- YOUR INSTRUCTIONS
In the material below, identify each line bearing the word "listeners". Reproduce those lines.

- TASK INPUTS

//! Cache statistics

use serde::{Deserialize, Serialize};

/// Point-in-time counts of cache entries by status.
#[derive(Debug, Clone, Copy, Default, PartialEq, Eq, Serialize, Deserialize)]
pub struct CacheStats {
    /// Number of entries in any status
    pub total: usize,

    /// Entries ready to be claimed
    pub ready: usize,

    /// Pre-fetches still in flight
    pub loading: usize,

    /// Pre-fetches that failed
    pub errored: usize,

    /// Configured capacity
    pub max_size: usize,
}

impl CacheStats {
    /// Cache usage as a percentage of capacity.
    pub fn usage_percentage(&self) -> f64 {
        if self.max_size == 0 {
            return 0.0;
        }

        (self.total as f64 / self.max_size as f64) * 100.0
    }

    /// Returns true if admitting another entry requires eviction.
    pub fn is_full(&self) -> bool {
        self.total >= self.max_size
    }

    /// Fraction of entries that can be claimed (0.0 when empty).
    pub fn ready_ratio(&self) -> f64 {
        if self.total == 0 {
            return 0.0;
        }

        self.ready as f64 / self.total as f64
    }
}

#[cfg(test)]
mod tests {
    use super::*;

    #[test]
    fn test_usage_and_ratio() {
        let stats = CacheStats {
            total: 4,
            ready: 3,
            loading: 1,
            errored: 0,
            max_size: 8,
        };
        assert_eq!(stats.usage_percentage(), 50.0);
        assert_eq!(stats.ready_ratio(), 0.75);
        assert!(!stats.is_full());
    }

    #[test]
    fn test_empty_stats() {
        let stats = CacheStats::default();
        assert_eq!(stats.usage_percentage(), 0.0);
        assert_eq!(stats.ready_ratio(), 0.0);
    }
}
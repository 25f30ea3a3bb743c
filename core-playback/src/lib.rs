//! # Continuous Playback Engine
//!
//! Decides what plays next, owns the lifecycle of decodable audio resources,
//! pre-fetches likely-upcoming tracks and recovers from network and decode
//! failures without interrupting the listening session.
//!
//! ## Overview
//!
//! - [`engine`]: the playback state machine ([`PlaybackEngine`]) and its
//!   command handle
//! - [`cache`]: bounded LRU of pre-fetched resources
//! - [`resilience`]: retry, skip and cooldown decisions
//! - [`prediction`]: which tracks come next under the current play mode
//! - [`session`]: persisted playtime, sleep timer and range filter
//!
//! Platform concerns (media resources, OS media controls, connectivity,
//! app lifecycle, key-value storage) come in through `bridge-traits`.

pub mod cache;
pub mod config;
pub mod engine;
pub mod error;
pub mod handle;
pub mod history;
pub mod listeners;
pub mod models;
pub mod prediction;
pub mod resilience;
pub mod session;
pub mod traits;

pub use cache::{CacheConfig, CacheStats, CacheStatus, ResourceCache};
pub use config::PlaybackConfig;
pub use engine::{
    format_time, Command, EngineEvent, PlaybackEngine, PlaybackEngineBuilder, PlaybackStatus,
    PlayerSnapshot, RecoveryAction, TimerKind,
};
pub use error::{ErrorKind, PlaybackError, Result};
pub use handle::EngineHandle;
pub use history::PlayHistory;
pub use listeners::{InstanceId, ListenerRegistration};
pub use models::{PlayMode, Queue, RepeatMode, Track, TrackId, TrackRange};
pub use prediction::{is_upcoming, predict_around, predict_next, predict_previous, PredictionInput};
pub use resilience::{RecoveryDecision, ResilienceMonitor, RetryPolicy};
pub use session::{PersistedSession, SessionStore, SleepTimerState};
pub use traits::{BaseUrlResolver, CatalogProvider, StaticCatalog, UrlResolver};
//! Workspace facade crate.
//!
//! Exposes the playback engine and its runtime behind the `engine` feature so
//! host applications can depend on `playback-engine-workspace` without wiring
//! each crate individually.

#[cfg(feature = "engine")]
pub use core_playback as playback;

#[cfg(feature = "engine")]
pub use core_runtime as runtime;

* * *

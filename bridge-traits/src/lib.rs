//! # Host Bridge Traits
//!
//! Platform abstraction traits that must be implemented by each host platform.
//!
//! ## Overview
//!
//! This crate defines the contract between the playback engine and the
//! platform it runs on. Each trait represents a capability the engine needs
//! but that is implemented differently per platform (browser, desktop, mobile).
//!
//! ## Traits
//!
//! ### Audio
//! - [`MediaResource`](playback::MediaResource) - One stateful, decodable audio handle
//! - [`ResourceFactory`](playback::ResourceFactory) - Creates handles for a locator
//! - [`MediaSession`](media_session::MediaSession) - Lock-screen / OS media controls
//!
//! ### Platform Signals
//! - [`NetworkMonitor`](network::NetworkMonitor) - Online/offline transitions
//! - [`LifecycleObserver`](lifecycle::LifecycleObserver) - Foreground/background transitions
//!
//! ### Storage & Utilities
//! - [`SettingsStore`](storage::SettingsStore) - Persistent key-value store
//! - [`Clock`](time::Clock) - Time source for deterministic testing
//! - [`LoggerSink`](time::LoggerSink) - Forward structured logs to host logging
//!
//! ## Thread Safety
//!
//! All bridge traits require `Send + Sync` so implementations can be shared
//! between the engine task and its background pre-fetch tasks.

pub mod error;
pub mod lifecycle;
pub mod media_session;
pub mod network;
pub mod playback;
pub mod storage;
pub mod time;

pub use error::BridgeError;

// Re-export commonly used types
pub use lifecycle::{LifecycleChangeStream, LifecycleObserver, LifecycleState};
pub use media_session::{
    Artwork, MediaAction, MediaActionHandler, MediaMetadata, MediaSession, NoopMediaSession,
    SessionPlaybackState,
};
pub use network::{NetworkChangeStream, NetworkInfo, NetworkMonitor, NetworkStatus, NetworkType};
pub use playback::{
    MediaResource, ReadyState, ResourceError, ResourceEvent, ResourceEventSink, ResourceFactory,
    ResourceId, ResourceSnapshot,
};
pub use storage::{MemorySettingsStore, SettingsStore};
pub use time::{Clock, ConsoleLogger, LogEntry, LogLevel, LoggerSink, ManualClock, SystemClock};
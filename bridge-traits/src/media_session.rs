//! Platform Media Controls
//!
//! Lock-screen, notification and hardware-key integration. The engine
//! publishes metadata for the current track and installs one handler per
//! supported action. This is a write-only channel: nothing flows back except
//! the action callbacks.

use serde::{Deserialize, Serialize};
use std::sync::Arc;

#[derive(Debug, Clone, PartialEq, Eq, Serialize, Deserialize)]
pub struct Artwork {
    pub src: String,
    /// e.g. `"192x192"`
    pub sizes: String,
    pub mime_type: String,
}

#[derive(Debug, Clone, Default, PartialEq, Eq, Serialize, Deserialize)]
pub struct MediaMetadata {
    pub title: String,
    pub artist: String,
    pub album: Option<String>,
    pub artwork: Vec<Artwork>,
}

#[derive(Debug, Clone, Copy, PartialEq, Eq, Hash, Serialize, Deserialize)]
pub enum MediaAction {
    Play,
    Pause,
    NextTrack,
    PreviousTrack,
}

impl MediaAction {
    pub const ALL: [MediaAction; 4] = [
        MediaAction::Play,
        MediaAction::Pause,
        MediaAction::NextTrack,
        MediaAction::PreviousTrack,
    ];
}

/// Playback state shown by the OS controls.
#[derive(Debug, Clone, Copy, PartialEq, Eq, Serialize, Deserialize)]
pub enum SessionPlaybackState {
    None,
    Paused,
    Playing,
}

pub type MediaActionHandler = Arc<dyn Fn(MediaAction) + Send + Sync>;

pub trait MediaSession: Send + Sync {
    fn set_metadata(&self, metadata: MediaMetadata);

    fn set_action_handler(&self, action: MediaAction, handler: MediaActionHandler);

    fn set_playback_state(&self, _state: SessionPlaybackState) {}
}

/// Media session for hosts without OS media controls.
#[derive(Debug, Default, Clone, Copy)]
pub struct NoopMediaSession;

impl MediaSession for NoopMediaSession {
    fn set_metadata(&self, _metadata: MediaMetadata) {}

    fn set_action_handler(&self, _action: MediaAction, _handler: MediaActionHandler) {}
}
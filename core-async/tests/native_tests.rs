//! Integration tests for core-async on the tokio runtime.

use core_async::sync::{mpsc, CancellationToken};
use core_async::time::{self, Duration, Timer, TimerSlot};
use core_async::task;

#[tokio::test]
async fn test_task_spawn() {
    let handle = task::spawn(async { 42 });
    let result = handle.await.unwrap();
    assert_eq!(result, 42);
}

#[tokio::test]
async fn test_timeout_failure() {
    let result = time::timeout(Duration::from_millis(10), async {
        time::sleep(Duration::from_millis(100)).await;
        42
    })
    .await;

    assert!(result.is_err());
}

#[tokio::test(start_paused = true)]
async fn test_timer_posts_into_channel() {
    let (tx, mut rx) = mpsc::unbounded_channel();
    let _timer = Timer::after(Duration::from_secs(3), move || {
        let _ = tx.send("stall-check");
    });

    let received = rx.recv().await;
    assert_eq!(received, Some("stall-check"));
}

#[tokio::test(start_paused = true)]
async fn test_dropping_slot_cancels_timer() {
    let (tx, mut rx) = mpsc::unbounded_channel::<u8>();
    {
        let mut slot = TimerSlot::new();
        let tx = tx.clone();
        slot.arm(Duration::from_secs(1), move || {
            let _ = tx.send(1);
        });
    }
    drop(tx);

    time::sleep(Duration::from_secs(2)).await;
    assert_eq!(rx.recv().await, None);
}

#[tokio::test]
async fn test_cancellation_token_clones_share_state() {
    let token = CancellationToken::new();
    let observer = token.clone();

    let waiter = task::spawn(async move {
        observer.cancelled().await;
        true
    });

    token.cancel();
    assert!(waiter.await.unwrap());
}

==

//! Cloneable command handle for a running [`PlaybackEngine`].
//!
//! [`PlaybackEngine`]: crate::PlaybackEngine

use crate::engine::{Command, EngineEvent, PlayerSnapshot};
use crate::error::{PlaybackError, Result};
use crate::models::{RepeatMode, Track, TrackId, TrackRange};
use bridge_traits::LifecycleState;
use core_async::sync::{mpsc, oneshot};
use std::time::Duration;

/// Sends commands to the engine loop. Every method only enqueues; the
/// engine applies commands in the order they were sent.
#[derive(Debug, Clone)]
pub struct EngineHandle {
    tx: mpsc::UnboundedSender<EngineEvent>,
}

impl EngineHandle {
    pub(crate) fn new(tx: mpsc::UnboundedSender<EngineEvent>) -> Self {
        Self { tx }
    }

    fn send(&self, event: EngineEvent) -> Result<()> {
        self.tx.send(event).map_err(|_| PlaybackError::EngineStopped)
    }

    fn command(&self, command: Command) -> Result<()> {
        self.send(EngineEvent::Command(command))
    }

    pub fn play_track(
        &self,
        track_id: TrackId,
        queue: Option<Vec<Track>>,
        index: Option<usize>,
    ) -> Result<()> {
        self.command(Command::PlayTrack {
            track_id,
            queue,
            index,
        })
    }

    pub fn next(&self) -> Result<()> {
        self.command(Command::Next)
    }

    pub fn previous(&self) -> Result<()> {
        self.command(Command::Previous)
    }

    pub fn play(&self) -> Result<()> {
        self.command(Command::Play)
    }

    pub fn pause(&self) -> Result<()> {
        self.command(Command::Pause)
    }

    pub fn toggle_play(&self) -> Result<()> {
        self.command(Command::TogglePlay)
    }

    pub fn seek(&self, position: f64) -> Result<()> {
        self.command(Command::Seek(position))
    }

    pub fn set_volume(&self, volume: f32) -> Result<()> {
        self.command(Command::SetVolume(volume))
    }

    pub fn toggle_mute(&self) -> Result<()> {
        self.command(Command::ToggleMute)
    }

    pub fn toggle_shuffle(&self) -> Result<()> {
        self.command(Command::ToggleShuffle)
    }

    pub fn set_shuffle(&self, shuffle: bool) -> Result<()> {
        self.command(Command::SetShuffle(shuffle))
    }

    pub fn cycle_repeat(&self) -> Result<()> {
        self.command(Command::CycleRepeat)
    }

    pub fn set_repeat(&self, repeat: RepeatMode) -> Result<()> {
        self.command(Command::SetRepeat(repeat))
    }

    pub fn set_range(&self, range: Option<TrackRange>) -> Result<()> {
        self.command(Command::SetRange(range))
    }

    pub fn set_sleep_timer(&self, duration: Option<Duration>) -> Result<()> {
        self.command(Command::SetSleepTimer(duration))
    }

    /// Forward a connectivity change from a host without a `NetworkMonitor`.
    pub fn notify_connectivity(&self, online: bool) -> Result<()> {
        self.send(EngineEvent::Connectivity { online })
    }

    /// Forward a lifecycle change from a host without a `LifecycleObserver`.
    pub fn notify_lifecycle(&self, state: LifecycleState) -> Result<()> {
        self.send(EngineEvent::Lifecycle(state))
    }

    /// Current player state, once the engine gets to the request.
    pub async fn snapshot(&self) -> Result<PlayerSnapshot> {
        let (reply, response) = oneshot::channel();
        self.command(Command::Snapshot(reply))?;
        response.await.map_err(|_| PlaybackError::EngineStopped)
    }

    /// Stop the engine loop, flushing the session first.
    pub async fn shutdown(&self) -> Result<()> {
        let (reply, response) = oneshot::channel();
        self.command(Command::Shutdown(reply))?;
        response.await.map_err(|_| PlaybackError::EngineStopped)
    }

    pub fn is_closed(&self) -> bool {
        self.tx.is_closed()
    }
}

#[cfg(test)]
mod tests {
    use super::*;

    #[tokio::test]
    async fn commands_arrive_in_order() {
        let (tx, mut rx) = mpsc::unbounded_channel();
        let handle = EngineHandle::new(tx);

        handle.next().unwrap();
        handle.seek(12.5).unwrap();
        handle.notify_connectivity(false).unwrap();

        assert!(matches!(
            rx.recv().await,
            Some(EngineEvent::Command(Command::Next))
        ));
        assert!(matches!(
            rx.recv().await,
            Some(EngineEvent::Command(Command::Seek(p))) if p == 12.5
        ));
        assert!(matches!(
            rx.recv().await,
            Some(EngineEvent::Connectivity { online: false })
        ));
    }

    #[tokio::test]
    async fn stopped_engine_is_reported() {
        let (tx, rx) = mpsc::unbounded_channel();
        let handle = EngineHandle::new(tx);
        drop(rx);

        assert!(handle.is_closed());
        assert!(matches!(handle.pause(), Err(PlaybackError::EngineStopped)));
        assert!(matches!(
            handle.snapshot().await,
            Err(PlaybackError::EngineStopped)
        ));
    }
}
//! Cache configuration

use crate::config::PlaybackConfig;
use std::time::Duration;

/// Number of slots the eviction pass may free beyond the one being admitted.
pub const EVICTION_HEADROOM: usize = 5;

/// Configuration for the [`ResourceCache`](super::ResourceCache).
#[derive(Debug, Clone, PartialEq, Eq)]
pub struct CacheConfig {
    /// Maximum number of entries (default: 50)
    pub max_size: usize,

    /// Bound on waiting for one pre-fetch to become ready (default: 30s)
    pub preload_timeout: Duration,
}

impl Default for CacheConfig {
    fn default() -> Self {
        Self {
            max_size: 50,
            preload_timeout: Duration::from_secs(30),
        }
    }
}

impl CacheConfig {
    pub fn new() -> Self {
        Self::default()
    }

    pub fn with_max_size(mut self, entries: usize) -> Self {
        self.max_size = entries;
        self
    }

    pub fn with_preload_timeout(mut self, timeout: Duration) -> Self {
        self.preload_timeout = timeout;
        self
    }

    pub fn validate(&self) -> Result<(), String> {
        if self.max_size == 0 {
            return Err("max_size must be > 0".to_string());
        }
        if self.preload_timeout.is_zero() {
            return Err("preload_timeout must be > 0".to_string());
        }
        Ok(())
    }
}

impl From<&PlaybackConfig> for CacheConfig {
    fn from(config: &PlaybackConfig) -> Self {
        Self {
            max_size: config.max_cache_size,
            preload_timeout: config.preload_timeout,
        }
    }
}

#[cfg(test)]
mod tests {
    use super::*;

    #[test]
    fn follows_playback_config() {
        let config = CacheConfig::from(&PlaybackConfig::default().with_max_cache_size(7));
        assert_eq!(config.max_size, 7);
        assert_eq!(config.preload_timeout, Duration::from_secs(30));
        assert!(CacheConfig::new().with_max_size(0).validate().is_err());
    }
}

- RESULT FOR THIS EXERCISE
pub mod listeners;
pub use listeners::{InstanceId, ListenerRegistration};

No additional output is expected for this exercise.